Neuf recommandations pour vivre un bain de forêt avec la sagesse d’un yogi
Considérez la forêt comme un partenaire plutôt que comme le cadre de vos activités bucoliques. Saluez la forêt – Namasté – à votre arrivée et à votre départ comme si vous entriez dans une cathédrale.
- Vous plongez dans un bain de forêt. Ne parcourez pas de grande distance – 500 mètres suffisent -, il ne s’agit pas d’une randonnée pédestre.
- Privilégiez le silence et l’écoute de la nature aux bavardages entre participants, aux ruminations de votre mental.
- Avancez de manière majestueuse, grandissez-vous et concentrez-vous sur votre respiration. Inspirez sur cinq pas, expirez sur cinq pas.
- Portez votre attention sur vos cinq sens, vos ressentis. Ne cherchez pas à être dans la connaissance, à vouloir mettre des noms sur les arbres.
- Allez vers l’arbre qui vous attire, saluez-le et demandez-lui s’il est prêt à vous accueillir. S’il refuse, allez tranquillement vers un autre partenaire. Il s’agit d’un échange sensible entre vous et un être de chlorophylle.
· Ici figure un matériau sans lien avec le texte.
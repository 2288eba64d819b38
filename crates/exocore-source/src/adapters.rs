//! Typed per-module views over a [`ChainSource`].
//!
//! Projectors depend on these rather than on raw queries, so each one only
//! sees the questions its module can ask.

use exocore_types::{DogfoodParams, EpochInfo, Int, SourceValidator};

use crate::error::SourceError;
use crate::query::{PageRequest, QueryRequest, QueryResponse};
use crate::source::ChainSource;

fn unexpected(expected: &str, got: &QueryResponse) -> SourceError {
    SourceError::UnexpectedResponse(format!("expected {expected}, got {}", got.kind()))
}

// =============================================================================
// assets
// =============================================================================

/// `x/assets` queries.
#[derive(Debug, Clone)]
pub struct AssetsSource {
    source: ChainSource,
}

impl AssetsSource {
    /// Wrap a chain source.
    pub const fn new(source: ChainSource) -> Self {
        Self { source }
    }

    /// Module params at `height`.
    pub async fn get_params(&self, height: i64) -> Result<serde_json::Value, SourceError> {
        match self.source.query(height, &QueryRequest::AssetsParams).await? {
            QueryResponse::RawParams(params) => Ok(params),
            other => Err(unexpected("assets params", &other)),
        }
    }
}

// =============================================================================
// delegation
// =============================================================================

/// `x/delegation` queries.
#[derive(Debug, Clone)]
pub struct DelegationSource {
    source: ChainSource,
}

impl DelegationSource {
    /// Wrap a chain source.
    pub const fn new(source: ChainSource) -> Self {
        Self { source }
    }

    /// Amount `staker_id` can still undelegate from `operator_addr` at `height`.
    pub async fn get_delegated_amount(
        &self,
        height: i64,
        staker_id: &str,
        asset_id: &str,
        operator_addr: &str,
    ) -> Result<Int, SourceError> {
        let request = QueryRequest::DelegatedAmount {
            staker_id: staker_id.to_string(),
            asset_id: asset_id.to_string(),
            operator_addr: operator_addr.to_string(),
        };
        match self.source.query(height, &request).await? {
            QueryResponse::DelegatedAmount(amount) => Ok(amount),
            other => Err(unexpected("delegated amount", &other)),
        }
    }
}

// =============================================================================
// dogfood
// =============================================================================

/// `x/dogfood` queries.
#[derive(Debug, Clone)]
pub struct DogfoodSource {
    source: ChainSource,
}

impl DogfoodSource {
    /// Wrap a chain source.
    pub const fn new(source: ChainSource) -> Self {
        Self { source }
    }

    /// Module params at `height`.
    pub async fn get_params(&self, height: i64) -> Result<DogfoodParams, SourceError> {
        match self.source.query(height, &QueryRequest::DogfoodParams).await? {
            QueryResponse::DogfoodParams(params) => Ok(params),
            other => Err(unexpected("dogfood params", &other)),
        }
    }

    /// The full validator set at `height`, walking every page.
    pub async fn get_validators(&self, height: i64) -> Result<Vec<SourceValidator>, SourceError> {
        let mut page = PageRequest::first(self.source.page_limit());
        let mut all = Vec::new();
        loop {
            let request = QueryRequest::DogfoodValidators(page.clone());
            match self.source.query(height, &request).await? {
                QueryResponse::Validators {
                    validators,
                    next_key,
                } => {
                    all.extend(validators);
                    match next_key {
                        Some(key) => page.key = Some(key),
                        None => break,
                    }
                }
                other => return Err(unexpected("validators", &other)),
            }
        }
        Ok(all)
    }

    /// Latest height known to the source.
    pub async fn latest_height(&self) -> Result<i64, SourceError> {
        self.source.latest_height().await
    }
}

// =============================================================================
// epochs
// =============================================================================

/// `x/epochs` queries.
#[derive(Debug, Clone)]
pub struct EpochsSource {
    source: ChainSource,
}

impl EpochsSource {
    /// Wrap a chain source.
    pub const fn new(source: ChainSource) -> Self {
        Self { source }
    }

    /// Every epoch info at `height`, walking every page.
    pub async fn get_epoch_infos(&self, height: i64) -> Result<Vec<EpochInfo>, SourceError> {
        let mut page = PageRequest::first(self.source.page_limit());
        let mut all = Vec::new();
        loop {
            let request = QueryRequest::EpochInfos(page.clone());
            match self.source.query(height, &request).await? {
                QueryResponse::EpochInfos { epochs, next_key } => {
                    all.extend(epochs);
                    match next_key {
                        Some(key) => page.key = Some(key),
                        None => break,
                    }
                }
                other => return Err(unexpected("epoch infos", &other)),
            }
        }
        Ok(all)
    }

    /// One epoch info at `height`.
    pub async fn get_epoch_info(
        &self,
        height: i64,
        identifier: &str,
    ) -> Result<EpochInfo, SourceError> {
        let request = QueryRequest::EpochInfo {
            identifier: identifier.to_string(),
        };
        match self.source.query(height, &request).await? {
            QueryResponse::EpochInfo(info) => Ok(info),
            other => Err(unexpected("epoch info", &other)),
        }
    }
}

// =============================================================================
// exomint
// =============================================================================

/// `x/exomint` queries.
#[derive(Debug, Clone)]
pub struct ExomintSource {
    source: ChainSource,
}

impl ExomintSource {
    /// Wrap a chain source.
    pub const fn new(source: ChainSource) -> Self {
        Self { source }
    }

    /// Module params at `height`.
    pub async fn get_params(&self, height: i64) -> Result<serde_json::Value, SourceError> {
        match self.source.query(height, &QueryRequest::ExomintParams).await? {
            QueryResponse::RawParams(params) => Ok(params),
            other => Err(unexpected("exomint params", &other)),
        }
    }
}

// =============================================================================
// bundle
// =============================================================================

/// One adapter per module, all sharing one chain source.
#[derive(Debug, Clone)]
pub struct Sources {
    /// `x/assets`.
    pub assets: AssetsSource,
    /// `x/delegation`.
    pub delegation: DelegationSource,
    /// `x/dogfood`.
    pub dogfood: DogfoodSource,
    /// `x/epochs`.
    pub epochs: EpochsSource,
    /// `x/exomint`.
    pub exomint: ExomintSource,
}

impl Sources {
    /// Build every adapter over `source`.
    pub fn new(source: &ChainSource) -> Self {
        Self {
            assets: AssetsSource::new(source.clone()),
            delegation: DelegationSource::new(source.clone()),
            dogfood: DogfoodSource::new(source.clone()),
            epochs: EpochsSource::new(source.clone()),
            exomint: ExomintSource::new(source.clone()),
        }
    }
}

#[cfg(test)]
#[allow(clippy::unwrap_used, clippy::indexing_slicing)]
mod tests {
    use super::*;
    use crate::local::{ChainSnapshot, LocalSource};
    use chrono::{TimeZone, Utc};

    fn epoch(identifier: &str, current: i64) -> EpochInfo {
        let start = Utc.with_ymd_and_hms(2024, 1, 1, 0, 0, 0).unwrap();
        EpochInfo {
            identifier: identifier.to_string(),
            start_time: start,
            duration: "3600s".to_string(),
            current_epoch: current,
            current_epoch_start_time: start,
            epoch_counting_started: true,
            current_epoch_start_height: current,
        }
    }

    fn sources(snapshots: Vec<ChainSnapshot>) -> Sources {
        Sources::new(&ChainSource::Local(LocalSource::new(snapshots)))
    }

    fn empty(height: i64) -> ChainSnapshot {
        ChainSnapshot {
            height,
            assets_params: None,
            dogfood_params: None,
            exomint_params: None,
            validators: Vec::new(),
            epochs: Vec::new(),
            delegations: Vec::new(),
        }
    }

    #[tokio::test]
    async fn validators_are_collected_across_pages() {
        let mut snapshot = empty(1);
        snapshot.validators = (0..250)
            .map(|n: i64| SourceValidator {
                public_key: format!("0x{n:064x}"),
                power: n,
            })
            .collect();
        let sources = sources(vec![snapshot]);

        let validators = sources.dogfood.get_validators(1).await.unwrap();
        assert_eq!(validators.len(), 250);
        assert_eq!(validators[249].power, 249);
    }

    #[tokio::test]
    async fn epoch_info_by_identifier() {
        let mut snapshot = empty(7);
        snapshot.epochs = vec![epoch("hour", 3), epoch("day", 1)];
        let sources = sources(vec![snapshot]);

        let day = sources.epochs.get_epoch_info(9, "day").await.unwrap();
        assert_eq!(day.current_epoch, 1);
        assert_eq!(sources.epochs.get_epoch_infos(7).await.unwrap().len(), 2);
        assert!(matches!(
            sources.epochs.get_epoch_info(9, "week").await,
            Err(SourceError::NotFound(_))
        ));
    }

    #[tokio::test]
    async fn exomint_params_are_returned_verbatim() {
        let mut snapshot = empty(3);
        snapshot.exomint_params = Some(serde_json::json!({ "mint_denom": "hua" }));
        let sources = sources(vec![snapshot]);

        let params = sources.exomint.get_params(3).await.unwrap();
        assert_eq!(params["mint_denom"], "hua");
    }
}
- Abandonnez-vous à un état méditatif. Prenez conscience de votre « petite maison », votre corps, dans cette grande maison, « le cosmos ».
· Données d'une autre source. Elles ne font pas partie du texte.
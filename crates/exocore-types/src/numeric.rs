//! Arbitrary-precision amounts used for every monetary and share quantity.
//!
//! The chain emits all quantities as base-10 strings. Two shapes occur:
//!
//! - [`Int`] -- a signed integer amount (token balances, voting power,
//!   minted quantities). Backed by a 256-bit signed integer.
//! - [`Dec`] -- a fixed-point decimal with exactly 18 fractional digits
//!   (shares, commission rates, USD values). Stored as a 256-bit signed
//!   integer scaled by `10^18`.
//!
//! Native floats never appear. All arithmetic is checked and overflow
//! surfaces as [`NumericError::Overflow`].

use std::cmp::Ordering;
use std::fmt;
use std::str::FromStr;

use alloy_primitives::{I256, Sign, U256};
use serde::de::{self, Visitor};
use serde::{Deserialize, Deserializer, Serialize, Serializer};

/// Number of fractional digits carried by [`Dec`].
pub const DEC_PRECISION: usize = 18;

/// `10^18`, the scale factor of [`Dec`].
const DEC_SCALE: u64 = 1_000_000_000_000_000_000;

/// Errors raised while parsing or combining numeric values.
#[derive(Debug, Clone, PartialEq, Eq, thiserror::Error)]
pub enum NumericError {
    /// The input is not a valid base-10 integer.
    #[error("invalid integer: {0:?}")]
    InvalidInt(String),

    /// The input is not a valid decimal.
    #[error("invalid decimal: {0:?}")]
    InvalidDec(String),

    /// The result does not fit in 256 bits.
    #[error("numeric overflow in {0}")]
    Overflow(&'static str),
}

// =============================================================================
// Int
// =============================================================================

/// A signed 256-bit integer amount with a canonical base-10 representation.
#[derive(Debug, Clone, Copy, PartialEq, Eq, PartialOrd, Ord, Hash, Default)]
pub struct Int(I256);

impl Int {
    /// The value zero.
    pub const ZERO: Self = Self(I256::ZERO);

    /// Parse a base-10 integer such as `"1000"` or `"-20"`.
    ///
    /// An empty string is rejected.
    pub fn parse(s: &str) -> Result<Self, NumericError> {
        let trimmed = s.trim();
        if trimmed.is_empty() {
            return Err(NumericError::InvalidInt(s.to_owned()));
        }
        I256::from_dec_str(trimmed)
            .map(Self)
            .map_err(|_err| NumericError::InvalidInt(s.to_owned()))
    }

    /// Build from a primitive signed integer.
    pub fn from_i64(value: i64) -> Self {
        let sign = if value < 0 {
            Sign::Negative
        } else {
            Sign::Positive
        };
        let abs = U256::from(value.unsigned_abs());
        Self(I256::checked_from_sign_and_abs(sign, abs).unwrap_or(I256::ZERO))
    }

    /// Convert to `i64` if the value fits.
    pub fn to_i64(self) -> Option<i64> {
        self.0.to_string().parse().ok()
    }

    /// Whether the value is zero.
    pub fn is_zero(self) -> bool {
        self.0.is_zero()
    }

    /// Whether the value is strictly negative.
    pub fn is_negative(self) -> bool {
        self.0.is_negative()
    }

    /// `self + rhs`.
    pub fn checked_add(self, rhs: Self) -> Result<Self, NumericError> {
        self.0
            .checked_add(rhs.0)
            .map(Self)
            .ok_or(NumericError::Overflow("Int addition"))
    }

    /// `self - rhs`.
    pub fn checked_sub(self, rhs: Self) -> Result<Self, NumericError> {
        self.0
            .checked_sub(rhs.0)
            .map(Self)
            .ok_or(NumericError::Overflow("Int subtraction"))
    }

    /// Add every item of an iterator to zero.
    pub fn checked_sum<I>(items: I) -> Result<Self, NumericError>
    where
        I: IntoIterator<Item = Self>,
    {
        items
            .into_iter()
            .try_fold(Self::ZERO, |acc, item| acc.checked_add(item))
    }
}

impl fmt::Display for Int {
    fn fmt(&self, f: &mut fmt::Formatter<'_>) -> fmt::Result {
        write!(f, "{}", self.0)
    }
}

impl FromStr for Int {
    type Err = NumericError;

    fn from_str(s: &str) -> Result<Self, Self::Err> {
        Self::parse(s)
    }
}

impl From<u64> for Int {
    fn from(value: u64) -> Self {
        Self(I256::from_raw(U256::from(value)))
    }
}

impl Serialize for Int {
    fn serialize<S: Serializer>(&self, serializer: S) -> Result<S::Ok, S::Error> {
        serializer.collect_str(self)
    }
}

impl<'de> Deserialize<'de> for Int {
    fn deserialize<D: Deserializer<'de>>(deserializer: D) -> Result<Self, D::Error> {
        deserializer.deserialize_any(NumberVisitor::<Self>::new("an integer string"))
    }
}

// =============================================================================
// Dec
// =============================================================================

/// An 18-decimal fixed-point value.
///
/// Parsing accepts at most 18 fractional digits; formatting always prints
/// exactly 18, so `"500"` round-trips as `"500.000000000000000000"`.
#[derive(Debug, Clone, Copy, PartialEq, Eq, Hash, Default)]
pub struct Dec(I256);

impl Dec {
    /// The value zero.
    pub const ZERO: Self = Self(I256::ZERO);

    /// Parse a decimal such as `"0.05"`, `"-3"` or `"12.500000000000000000"`.
    pub fn parse(s: &str) -> Result<Self, NumericError> {
        let invalid = || NumericError::InvalidDec(s.to_owned());
        let trimmed = s.trim();
        let (sign, body) = match trimmed.strip_prefix('-') {
            Some(rest) => (Sign::Negative, rest),
            None => (Sign::Positive, trimmed),
        };
        let (whole, frac) = body.split_once('.').unwrap_or((body, ""));
        if whole.is_empty() && frac.is_empty() {
            return Err(invalid());
        }
        if !whole.bytes().all(|b| b.is_ascii_digit()) || !frac.bytes().all(|b| b.is_ascii_digit())
        {
            return Err(invalid());
        }
        if frac.len() > DEC_PRECISION {
            return Err(invalid());
        }

        let whole = if whole.is_empty() { "0" } else { whole };
        let whole = U256::from_str_radix(whole, 10).map_err(|_err| invalid())?;
        let padded = format!("{frac:0<width$}", width = DEC_PRECISION);
        let frac = U256::from_str_radix(&padded, 10).map_err(|_err| invalid())?;

        let abs = whole
            .checked_mul(scale())
            .and_then(|scaled| scaled.checked_add(frac))
            .ok_or(NumericError::Overflow("Dec parse"))?;
        I256::checked_from_sign_and_abs(sign, abs)
            .map(Self)
            .ok_or(NumericError::Overflow("Dec parse"))
    }

    /// Whether the value is zero.
    pub fn is_zero(self) -> bool {
        self.0.is_zero()
    }

    /// Whether the value is strictly negative.
    pub fn is_negative(self) -> bool {
        self.0.is_negative()
    }

    /// `self + rhs`.
    pub fn checked_add(self, rhs: Self) -> Result<Self, NumericError> {
        self.0
            .checked_add(rhs.0)
            .map(Self)
            .ok_or(NumericError::Overflow("Dec addition"))
    }

    /// `self - rhs`.
    pub fn checked_sub(self, rhs: Self) -> Result<Self, NumericError> {
        self.0
            .checked_sub(rhs.0)
            .map(Self)
            .ok_or(NumericError::Overflow("Dec subtraction"))
    }
}

fn scale() -> U256 {
    U256::from(DEC_SCALE)
}

impl PartialOrd for Dec {
    fn partial_cmp(&self, other: &Self) -> Option<Ordering> {
        Some(self.cmp(other))
    }
}

impl Ord for Dec {
    fn cmp(&self, other: &Self) -> Ordering {
        self.0.cmp(&other.0)
    }
}

impl fmt::Display for Dec {
    fn fmt(&self, f: &mut fmt::Formatter<'_>) -> fmt::Result {
        let (sign, abs) = self.0.into_sign_and_abs();
        let (whole, frac) = abs.div_rem(scale());
        let prefix = if sign.is_negative() && !abs.is_zero() {
            "-"
        } else {
            ""
        };
        write!(
            f,
            "{prefix}{whole}.{:0>width$}",
            frac.to_string(),
            width = DEC_PRECISION
        )
    }
}

impl FromStr for Dec {
    type Err = NumericError;

    fn from_str(s: &str) -> Result<Self, Self::Err> {
        Self::parse(s)
    }
}

impl From<Int> for Dec {
    /// Saturates to zero if the integer is too large to scale.
    fn from(value: Int) -> Self {
        value
            .0
            .checked_mul(I256::from_raw(scale()))
            .map_or(Self::ZERO, Self)
    }
}

impl Serialize for Dec {
    fn serialize<S: Serializer>(&self, serializer: S) -> Result<S::Ok, S::Error> {
        serializer.collect_str(self)
    }
}

impl<'de> Deserialize<'de> for Dec {
    fn deserialize<D: Deserializer<'de>>(deserializer: D) -> Result<Self, D::Error> {
        deserializer.deserialize_any(NumberVisitor::<Self>::new("a decimal string"))
    }
}

// =============================================================================
// Serde
// =============================================================================

/// Accepts JSON strings and JSON integers for either numeric type.
struct NumberVisitor<T> {
    expecting: &'static str,
    marker: std::marker::PhantomData<T>,
}

impl<T> NumberVisitor<T> {
    const fn new(expecting: &'static str) -> Self {
        Self {
            expecting,
            marker: std::marker::PhantomData,
        }
    }
}

impl<T> Visitor<'_> for NumberVisitor<T>
where
    T: FromStr<Err = NumericError>,
{
    type Value = T;

    fn expecting(&self, f: &mut fmt::Formatter<'_>) -> fmt::Result {
        f.write_str(self.expecting)
    }

    fn visit_str<E: de::Error>(self, v: &str) -> Result<T, E> {
        v.parse().map_err(E::custom)
    }

    fn visit_u64<E: de::Error>(self, v: u64) -> Result<T, E> {
        self.visit_str(&v.to_string())
    }

    fn visit_i64<E: de::Error>(self, v: i64) -> Result<T, E> {
        self.visit_str(&v.to_string())
    }
}

#[cfg(test)]
#[allow(clippy::unwrap_used)]
mod tests {
    use super::*;

    #[test]
    fn int_parses_chain_amounts() {
        let big = "115792089237316195423570985008687907853269984665640564039457584007913129639935";
        assert!(Int::parse(big).is_err(), "2^256-1 does not fit a signed 256-bit value");

        let amount = Int::parse("1000000000000000000000").unwrap();
        assert_eq!(amount.to_string(), "1000000000000000000000");
        assert!(Int::parse("").is_err());
        assert!(Int::parse("12.5").is_err());
    }

    #[test]
    fn int_checked_arithmetic() {
        let a = Int::parse("1000").unwrap();
        let b = Int::parse("20").unwrap();
        assert_eq!(a.checked_sub(b).unwrap().to_string(), "980");
        assert_eq!(b.checked_sub(a).unwrap().to_string(), "-980");
        assert_eq!(Int::from_i64(-7).to_string(), "-7");
        assert_eq!(Int::from_i64(-7).to_i64(), Some(-7));
        assert_eq!(
            Int::checked_sum([a, b, Int::from(5_u64)]).unwrap().to_string(),
            "1025"
        );
    }

    #[test]
    fn dec_pads_and_prints_eighteen_digits() {
        assert_eq!(
            Dec::parse("500").unwrap().to_string(),
            "500.000000000000000000"
        );
        assert_eq!(
            Dec::parse("0.05").unwrap().to_string(),
            "0.050000000000000000"
        );
        assert_eq!(
            Dec::parse("-1.5").unwrap().to_string(),
            "-1.500000000000000000"
        );
        assert_eq!(Dec::parse(".5").unwrap().to_string(), "0.500000000000000000");
        assert!(Dec::parse("0.0000000000000000001").is_err());
        assert!(Dec::parse("1e5").is_err());
        assert!(Dec::parse("-").is_err());
    }

    #[test]
    fn dec_subtraction_keeps_precision() {
        let total = Dec::parse("100.25").unwrap();
        let own = Dec::parse("40.000000000000000001").unwrap();
        assert_eq!(
            total.checked_sub(own).unwrap().to_string(),
            "60.249999999999999999"
        );
        assert!(own < total);
    }

    #[test]
    fn serde_accepts_strings_and_numbers() {
        let from_str: Int = serde_json::from_str("\"42\"").unwrap();
        let from_num: Int = serde_json::from_str("42").unwrap();
        assert_eq!(from_str, from_num);
        assert_eq!(serde_json::to_string(&from_num).unwrap(), "\"42\"");

        let dec: Dec = serde_json::from_str("\"0.100000000000000000\"").unwrap();
        assert_eq!(dec, Dec::parse("0.1").unwrap());
        assert_eq!(Dec::from(Int::from(3_u64)), Dec::parse("3").unwrap());
    }
}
- Avant de le quitter, faites un cadeau végétal à l’arbre que vous avez choisi. Des feuilles, une plume, un morceau de branche, quelques cailloux…
- Partagez votre expérience, mais ne vous laissez pas influencer par celle des autres. Vous êtes unique !
Une récréation sylvique
« Vous avancez les yeux fermés en vous tenant les épaules. Ecoutez le silence, sentez les parfums de la nature, soyez attentifs à vos sensations. Vous marchez en confiance et ressentez une douce sérénité. » Version colin-maillard, chacun doit retrouver l’arbre vers lequel il a été conduit. Et miracle, cela marche ! Sarah a reconnu le marronnier qu’elle a serré fort dans ses bras quelques instants plus tôt. Elle baille de bonheur. « Le système parasympathique s’est mis en marche, le stress descend. Vous avez reçu une douche de terpènes qui renforce votre système immunitaire », explique la sylvothérapeute.
Lâchez votre fardeau
« Faites circuler l’énergie de votre cœur, vers vos bras, vos mains, votre tronc, vos pieds et transmettez-la à l’arbre de ses racines jusqu’à sa cime, guide la sylvothérapeute. Il ne s’agit pas de prendre l’énergie de l’arbre, mais de procéder à un échange d’énergies, la vôtre et la sienne. » Retour en silence par une allée bordée de tilleuls. Le groupe forme un cercle, face aux arbres. Chacun retrouve le caillou choisi au départ qui représente son fardeau dans la vie. « Remerciez-vous pour cette séance, remerciez les arbres de vous avoir accueilli. Ramassez votre caillou et déposez-le là où vous voulez. Lâchez votre fardeau ! », conclut la maîtresse de cérémonie. Une pluie d’heureuses réactions ponctue cette récréation sylvique inédite. Joahnnes « C’est une belle découverte, facile à pratiquer. La nature nous aide à nous débarrasser de notre ego, à renouer avec notre nature profonde ». Geneviève : « Je me suis sentie soutenue comme si l’arbre voulait m’apporter du courage ». Enrica : « J’ai eu la sensation d’embrasser un être humain plutôt qu’un arbre ».